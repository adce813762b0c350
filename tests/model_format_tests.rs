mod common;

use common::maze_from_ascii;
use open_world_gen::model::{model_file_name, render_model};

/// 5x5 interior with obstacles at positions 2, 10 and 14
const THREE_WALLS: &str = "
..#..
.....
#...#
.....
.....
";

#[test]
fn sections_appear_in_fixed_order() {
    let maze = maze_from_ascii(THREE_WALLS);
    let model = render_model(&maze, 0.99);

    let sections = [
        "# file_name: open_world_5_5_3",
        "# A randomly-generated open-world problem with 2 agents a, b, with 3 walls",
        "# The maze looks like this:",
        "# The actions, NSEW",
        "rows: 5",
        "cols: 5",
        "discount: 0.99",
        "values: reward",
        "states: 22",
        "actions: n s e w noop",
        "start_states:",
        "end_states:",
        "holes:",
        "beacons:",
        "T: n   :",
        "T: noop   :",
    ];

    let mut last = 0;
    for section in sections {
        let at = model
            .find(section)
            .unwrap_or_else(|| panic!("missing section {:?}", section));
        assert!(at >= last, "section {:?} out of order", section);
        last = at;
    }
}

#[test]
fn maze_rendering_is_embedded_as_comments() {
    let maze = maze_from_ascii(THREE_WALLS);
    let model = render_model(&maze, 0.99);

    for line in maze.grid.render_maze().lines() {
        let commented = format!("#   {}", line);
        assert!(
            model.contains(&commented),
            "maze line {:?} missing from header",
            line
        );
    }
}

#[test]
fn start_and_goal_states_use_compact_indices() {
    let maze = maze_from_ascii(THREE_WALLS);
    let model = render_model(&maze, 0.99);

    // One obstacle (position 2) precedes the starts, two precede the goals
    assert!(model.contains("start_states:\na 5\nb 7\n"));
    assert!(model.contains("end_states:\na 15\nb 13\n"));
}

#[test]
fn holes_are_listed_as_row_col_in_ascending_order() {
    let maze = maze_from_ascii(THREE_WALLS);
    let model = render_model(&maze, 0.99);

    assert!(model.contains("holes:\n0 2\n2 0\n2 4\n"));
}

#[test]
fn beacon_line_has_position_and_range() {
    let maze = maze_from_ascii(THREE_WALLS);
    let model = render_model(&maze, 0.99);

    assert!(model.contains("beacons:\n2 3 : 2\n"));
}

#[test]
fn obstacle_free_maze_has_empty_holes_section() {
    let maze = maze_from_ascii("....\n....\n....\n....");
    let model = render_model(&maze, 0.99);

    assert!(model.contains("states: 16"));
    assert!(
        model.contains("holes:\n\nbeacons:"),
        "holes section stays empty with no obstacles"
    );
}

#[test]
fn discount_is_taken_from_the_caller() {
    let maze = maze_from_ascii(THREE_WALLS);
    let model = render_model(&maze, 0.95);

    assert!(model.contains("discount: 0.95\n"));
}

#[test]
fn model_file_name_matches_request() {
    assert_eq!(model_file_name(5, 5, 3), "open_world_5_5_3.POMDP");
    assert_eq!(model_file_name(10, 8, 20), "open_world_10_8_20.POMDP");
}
= = = = =
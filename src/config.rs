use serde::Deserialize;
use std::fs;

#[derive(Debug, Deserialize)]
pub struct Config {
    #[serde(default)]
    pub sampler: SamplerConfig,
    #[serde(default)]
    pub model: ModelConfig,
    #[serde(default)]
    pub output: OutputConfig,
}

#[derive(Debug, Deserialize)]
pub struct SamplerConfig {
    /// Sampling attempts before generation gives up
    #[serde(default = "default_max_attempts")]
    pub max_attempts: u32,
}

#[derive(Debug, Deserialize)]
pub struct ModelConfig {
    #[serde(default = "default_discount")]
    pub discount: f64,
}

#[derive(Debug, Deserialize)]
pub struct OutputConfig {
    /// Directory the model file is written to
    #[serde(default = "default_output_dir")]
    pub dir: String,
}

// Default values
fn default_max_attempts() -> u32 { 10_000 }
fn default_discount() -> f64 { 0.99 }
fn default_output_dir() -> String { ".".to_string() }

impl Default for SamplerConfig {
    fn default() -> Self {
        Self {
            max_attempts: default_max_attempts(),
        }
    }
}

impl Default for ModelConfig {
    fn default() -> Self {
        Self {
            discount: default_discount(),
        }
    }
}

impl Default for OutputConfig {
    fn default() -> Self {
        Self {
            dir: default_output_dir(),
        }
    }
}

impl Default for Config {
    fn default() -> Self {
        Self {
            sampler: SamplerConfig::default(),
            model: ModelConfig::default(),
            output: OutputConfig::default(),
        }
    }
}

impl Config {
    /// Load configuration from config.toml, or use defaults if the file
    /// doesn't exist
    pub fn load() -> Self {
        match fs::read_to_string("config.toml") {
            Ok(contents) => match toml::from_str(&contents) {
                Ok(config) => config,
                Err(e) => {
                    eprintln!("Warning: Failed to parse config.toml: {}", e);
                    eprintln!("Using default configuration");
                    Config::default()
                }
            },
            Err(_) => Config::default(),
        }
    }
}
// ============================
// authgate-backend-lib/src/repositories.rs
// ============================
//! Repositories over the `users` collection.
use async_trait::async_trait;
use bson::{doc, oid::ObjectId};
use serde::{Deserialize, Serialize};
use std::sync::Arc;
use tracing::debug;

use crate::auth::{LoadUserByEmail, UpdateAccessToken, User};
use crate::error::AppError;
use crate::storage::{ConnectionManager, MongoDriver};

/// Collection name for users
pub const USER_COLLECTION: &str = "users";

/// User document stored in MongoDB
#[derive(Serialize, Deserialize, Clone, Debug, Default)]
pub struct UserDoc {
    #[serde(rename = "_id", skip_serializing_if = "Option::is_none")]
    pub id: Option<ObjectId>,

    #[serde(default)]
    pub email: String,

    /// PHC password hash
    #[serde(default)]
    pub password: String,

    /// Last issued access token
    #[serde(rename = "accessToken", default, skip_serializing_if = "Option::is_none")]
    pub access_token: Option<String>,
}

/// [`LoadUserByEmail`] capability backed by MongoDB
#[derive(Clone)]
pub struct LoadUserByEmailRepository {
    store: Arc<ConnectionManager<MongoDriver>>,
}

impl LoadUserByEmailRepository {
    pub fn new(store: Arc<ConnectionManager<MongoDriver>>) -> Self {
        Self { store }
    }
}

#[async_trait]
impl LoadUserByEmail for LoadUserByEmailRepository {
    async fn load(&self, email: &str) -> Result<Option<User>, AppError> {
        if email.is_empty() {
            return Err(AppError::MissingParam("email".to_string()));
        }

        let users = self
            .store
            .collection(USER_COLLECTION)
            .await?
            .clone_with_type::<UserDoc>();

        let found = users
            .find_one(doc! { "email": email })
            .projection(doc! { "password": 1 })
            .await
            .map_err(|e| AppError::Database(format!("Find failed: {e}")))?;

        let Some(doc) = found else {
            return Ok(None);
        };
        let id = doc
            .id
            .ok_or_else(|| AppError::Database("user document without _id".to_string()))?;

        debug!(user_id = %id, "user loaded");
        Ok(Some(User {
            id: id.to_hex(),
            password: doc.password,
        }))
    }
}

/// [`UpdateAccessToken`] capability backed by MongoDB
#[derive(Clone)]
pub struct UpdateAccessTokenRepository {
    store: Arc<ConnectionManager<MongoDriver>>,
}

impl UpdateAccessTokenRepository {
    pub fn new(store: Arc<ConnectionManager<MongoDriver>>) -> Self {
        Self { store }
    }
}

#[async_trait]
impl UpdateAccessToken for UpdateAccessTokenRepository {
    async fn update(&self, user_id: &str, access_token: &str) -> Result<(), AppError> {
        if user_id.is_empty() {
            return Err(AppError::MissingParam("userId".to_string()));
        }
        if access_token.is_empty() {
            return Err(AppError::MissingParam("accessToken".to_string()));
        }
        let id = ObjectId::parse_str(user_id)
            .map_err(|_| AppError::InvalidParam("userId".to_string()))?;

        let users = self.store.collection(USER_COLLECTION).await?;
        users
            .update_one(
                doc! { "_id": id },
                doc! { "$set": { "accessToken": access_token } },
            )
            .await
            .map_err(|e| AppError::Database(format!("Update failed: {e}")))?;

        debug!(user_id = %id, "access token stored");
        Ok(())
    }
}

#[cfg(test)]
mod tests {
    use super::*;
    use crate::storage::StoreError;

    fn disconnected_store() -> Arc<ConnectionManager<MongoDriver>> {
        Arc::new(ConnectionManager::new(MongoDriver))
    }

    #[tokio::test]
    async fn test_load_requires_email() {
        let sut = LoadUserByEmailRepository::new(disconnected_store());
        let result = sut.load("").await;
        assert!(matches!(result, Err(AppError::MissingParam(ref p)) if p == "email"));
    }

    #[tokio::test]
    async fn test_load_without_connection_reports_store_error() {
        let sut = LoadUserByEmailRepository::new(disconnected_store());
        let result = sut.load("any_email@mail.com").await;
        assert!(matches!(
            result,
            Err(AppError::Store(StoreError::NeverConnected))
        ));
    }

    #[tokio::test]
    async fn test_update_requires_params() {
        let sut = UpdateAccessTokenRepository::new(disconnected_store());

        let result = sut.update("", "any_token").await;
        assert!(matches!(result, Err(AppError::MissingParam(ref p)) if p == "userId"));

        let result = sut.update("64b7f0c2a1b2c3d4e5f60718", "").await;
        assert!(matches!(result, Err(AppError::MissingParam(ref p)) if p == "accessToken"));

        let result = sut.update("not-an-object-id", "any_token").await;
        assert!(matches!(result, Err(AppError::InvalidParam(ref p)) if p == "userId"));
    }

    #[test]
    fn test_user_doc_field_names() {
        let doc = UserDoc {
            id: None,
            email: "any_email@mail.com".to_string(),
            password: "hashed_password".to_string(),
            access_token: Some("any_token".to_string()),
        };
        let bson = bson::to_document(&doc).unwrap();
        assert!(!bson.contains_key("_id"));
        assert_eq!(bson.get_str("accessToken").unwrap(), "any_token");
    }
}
= = = = =
**Your objective**
In the records, find every line that has the string "ConnectionManager" and copy it.

**Result of the exercise**
use crate::storage::{ConnectionManager, MongoDriver};
    store: Arc<ConnectionManager<MongoDriver>>,
    pub fn new(store: Arc<ConnectionManager<MongoDriver>>) -> Self {
    store: Arc<ConnectionManager<MongoDriver>>,
    pub fn new(store: Arc<ConnectionManager<MongoDriver>>) -> Self {
    fn disconnected_store() -> Arc<ConnectionManager<MongoDriver>> {
        Arc::new(ConnectionManager::new(MongoDriver))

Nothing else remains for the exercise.